● Task prompt
Across the records below, count every line that contains the string "begin", then report the count alone.

======== Data extracts ========

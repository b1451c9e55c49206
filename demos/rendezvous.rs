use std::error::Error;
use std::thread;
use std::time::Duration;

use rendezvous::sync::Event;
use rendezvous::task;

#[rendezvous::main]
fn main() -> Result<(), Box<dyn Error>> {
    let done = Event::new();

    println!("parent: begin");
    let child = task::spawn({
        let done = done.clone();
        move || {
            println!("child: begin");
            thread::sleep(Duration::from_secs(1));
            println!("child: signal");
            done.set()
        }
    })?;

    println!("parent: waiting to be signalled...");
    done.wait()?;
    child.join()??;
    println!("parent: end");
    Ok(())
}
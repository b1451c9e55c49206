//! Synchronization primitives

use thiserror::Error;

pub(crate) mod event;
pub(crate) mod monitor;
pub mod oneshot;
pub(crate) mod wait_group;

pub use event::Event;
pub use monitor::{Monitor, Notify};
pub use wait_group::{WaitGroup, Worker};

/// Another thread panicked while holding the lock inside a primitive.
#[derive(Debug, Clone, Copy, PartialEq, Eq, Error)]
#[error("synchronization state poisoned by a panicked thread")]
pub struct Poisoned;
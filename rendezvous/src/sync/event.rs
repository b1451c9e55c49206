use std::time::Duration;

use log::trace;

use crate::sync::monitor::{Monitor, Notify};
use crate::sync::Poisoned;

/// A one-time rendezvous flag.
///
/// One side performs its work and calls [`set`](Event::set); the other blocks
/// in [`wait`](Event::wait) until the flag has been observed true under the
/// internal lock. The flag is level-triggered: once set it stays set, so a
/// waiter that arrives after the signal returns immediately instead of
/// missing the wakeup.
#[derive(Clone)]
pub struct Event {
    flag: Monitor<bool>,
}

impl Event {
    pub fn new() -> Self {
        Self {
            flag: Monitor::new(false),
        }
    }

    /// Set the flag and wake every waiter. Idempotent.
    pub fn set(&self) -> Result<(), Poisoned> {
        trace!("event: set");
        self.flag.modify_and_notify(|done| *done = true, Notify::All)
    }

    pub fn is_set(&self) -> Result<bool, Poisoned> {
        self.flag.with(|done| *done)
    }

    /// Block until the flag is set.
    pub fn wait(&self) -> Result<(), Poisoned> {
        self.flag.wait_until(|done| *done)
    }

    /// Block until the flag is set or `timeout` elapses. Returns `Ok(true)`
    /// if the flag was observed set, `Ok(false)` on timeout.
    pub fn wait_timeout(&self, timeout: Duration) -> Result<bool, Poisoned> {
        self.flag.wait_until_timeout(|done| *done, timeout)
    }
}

========

● Exercise solution
2